Overall, a curriculum would keep students challenged with immediate feedback, allowing them to improve in all academic aspects.

“Everyone gets confused in class at times, including me. I think it would be really nice to have that extra support available online instead of feeling like I’m bothering my teachers all the time,” Skey says.

Another point discussed by IE Corporate is how ChatGPT can help students better understand subjects. One of ChatGPT’s’ most useful factors is its ability to answer any question, on any topic, a user may have. For example, students can utilize this tool by asking AI questions after class. If students like Skey are confused, they can ask for more clarification on a certain subject or even learn all about the subjects directly from the AI. Teachers can move from unit to unit with ease because they do not have to answer questions from every single student. ChatGPT can also be a useful tool for teachers when it comes to summarizing lessons,

“At the end of each lesson, we could decide as a class what questions we could ask ChatGPT if we wanted more practice outside of class with the topics we just learned,” Rose comments.

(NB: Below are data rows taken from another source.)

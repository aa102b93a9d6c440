use serde::Serialize;
use thiserror::Error;

// ============================================================================
// Error Types
// ============================================================================

/// Database-specific errors with user-friendly messages
#[derive(Debug, Error)]
pub enum DatabaseError {
    /// Another process holds the database lock
    #[error("Another feedsync process appears to be using the database. Please close it and try again.")]
    InstanceLocked,

    /// Migration failed
    #[error("Database migration failed: {0}")]
    Migration(String),

    /// A feed with this URL is already stored (UNIQUE constraint on feeds.url)
    #[error("A feed with URL {0} already exists")]
    DuplicateUrl(String),

    /// Generic database error
    #[error("Database error: {0}")]
    Other(#[from] sqlx::Error),
}

impl DatabaseError {
    /// Classify a sqlx error, detecting SQLite lock contention
    pub(crate) fn from_sqlx(err: sqlx::Error) -> Self {
        if is_lock_message(&err.to_string()) {
            return DatabaseError::InstanceLocked;
        }
        DatabaseError::Other(err)
    }
}

/// SQLITE_BUSY (5), SQLITE_LOCKED (6) and SQLITE_CANTOPEN (14) all surface as text only
pub(crate) fn is_lock_message(message: &str) -> bool {
    let message = message.to_lowercase();
    message.contains("database is locked")
        || message.contains("database table is locked")
        || message.contains("sqlite_busy")
        || message.contains("sqlite_locked")
        || message.contains("unable to open database file")
}

pub(crate) fn is_unique_violation(err: &sqlx::Error) -> bool {
    matches!(err, sqlx::Error::Database(db_err) if db_err.is_unique_violation())
}

// ============================================================================
// Write-side Types
// ============================================================================

/// An article about to be inserted for a feed.
///
/// Reader state (`is_read`, `is_favorite`) is not part of the insert: new rows
/// always start unread and not favorite.
#[derive(Debug, Clone, PartialEq, Eq)]
pub struct NewArticle {
    pub url: String,
    pub title: String,
    pub content: Option<String>,
    pub summary: Option<String>,
    pub author: Option<String>,
    pub published_at: Option<i64>,
    pub thumbnail_url: Option<String>,
}

/// Content-bearing fields to overwrite on an already stored article
#[derive(Debug, Clone, PartialEq, Eq)]
pub struct ArticleUpdate {
    pub id: i64,
    pub title: String,
    pub content: Option<String>,
    pub summary: Option<String>,
    pub published_at: Option<i64>,
}

/// The slice of a stored article that synchronization compares against.
#[derive(Debug, Clone, PartialEq, Eq, sqlx::FromRow)]
pub struct ExistingArticle {
    pub id: i64,
    pub url: String,
    pub title: String,
    pub content: Option<String>,
    pub summary: Option<String>,
    pub published_at: Option<i64>,
}

// ============================================================================
// Data Structures
// ============================================================================

/// A subscribed feed
#[derive(Debug, Clone, PartialEq, Eq, Serialize, sqlx::FromRow)]
pub struct Feed {
    pub id: i64,
    pub url: String,
    pub title: String,
    pub description: Option<String>,
    /// Message of the most recent failed refresh, cleared by the next success
    pub error: Option<String>,
    pub last_updated_at: Option<i64>,
    pub created_at: i64,
}

/// A stored article
#[derive(Debug, Clone, PartialEq, Eq, Serialize, sqlx::FromRow)]
pub struct Article {
    pub id: i64,
    pub feed_id: i64,
    pub url: String,
    pub title: String,
    pub content: Option<String>,
    pub summary: Option<String>,
    pub author: Option<String>,
    pub published_at: Option<i64>,
    pub thumbnail_url: Option<String>,
    pub is_read: bool,
    pub is_favorite: bool,
    pub created_at: i64,
    pub updated_at: i64,
}

/// Article totals for one feed
#[derive(Debug, Clone, Copy, PartialEq, Eq, Serialize, sqlx::FromRow)]
pub struct FeedArticleCounts {
    pub feed_id: i64,
    pub total: i64,
    pub unread: i64,
}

While the effects of ChatGPT in school settings such as ETHS aren’t inherent yet, we can assume that they will push learning in a positive direction. AI services like ChatGPT are the future of education, and ETHS must continue to adapt to a futuristic lifestyle full of advanced technology, instead of taking the easy route of banning it.

Hopefully when teachers and students educate ourselves on how to use ChatGPT and what its capabilities are,” Rose says, “we can figure out ways to use it to enhance the learning experience at school rather than take away from it.”